:: EXERCISE DESCRIPTION ::
If a line contains "#[derive(Debug, Clone, PartialEq)]", it is the last one to write out; begin with the first line of the records and copy each exactly.

:: EXTRACTED DATA ::
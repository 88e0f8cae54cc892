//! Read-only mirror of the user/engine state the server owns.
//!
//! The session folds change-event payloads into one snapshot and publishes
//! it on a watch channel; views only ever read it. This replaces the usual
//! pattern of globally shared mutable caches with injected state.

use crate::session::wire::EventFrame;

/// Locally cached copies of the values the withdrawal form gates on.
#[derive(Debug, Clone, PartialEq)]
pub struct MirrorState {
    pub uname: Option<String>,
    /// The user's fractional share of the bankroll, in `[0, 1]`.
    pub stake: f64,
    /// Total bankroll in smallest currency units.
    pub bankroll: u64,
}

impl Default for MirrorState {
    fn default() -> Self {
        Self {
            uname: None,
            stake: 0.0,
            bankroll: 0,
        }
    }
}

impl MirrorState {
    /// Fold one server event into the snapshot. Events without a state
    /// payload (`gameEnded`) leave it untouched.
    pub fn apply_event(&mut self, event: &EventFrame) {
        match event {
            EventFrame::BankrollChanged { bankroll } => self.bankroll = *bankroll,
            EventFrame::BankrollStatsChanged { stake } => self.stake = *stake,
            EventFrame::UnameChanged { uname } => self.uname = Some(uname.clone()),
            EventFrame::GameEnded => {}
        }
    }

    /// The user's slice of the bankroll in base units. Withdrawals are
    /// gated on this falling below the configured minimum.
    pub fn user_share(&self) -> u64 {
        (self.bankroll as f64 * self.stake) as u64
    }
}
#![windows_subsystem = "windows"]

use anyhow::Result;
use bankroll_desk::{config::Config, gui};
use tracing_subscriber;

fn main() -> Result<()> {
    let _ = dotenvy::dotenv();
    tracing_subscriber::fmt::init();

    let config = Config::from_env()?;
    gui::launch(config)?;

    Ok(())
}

:: EXERCISE ANSWER ::
repository 88e0f8cae54cc892
//! Read-only mirror of the user/engine state the server owns.
//!
//! The session folds change-event payloads into one snapshot and publishes
//! it on a watch channel; views only ever read it. This replaces the usual
//! pattern of globally shared mutable caches with injected state.

use crate::session::wire::EventFrame;

/// Locally cached copies of the values the withdrawal form gates on.
#[derive(Debug, Clone, PartialEq)]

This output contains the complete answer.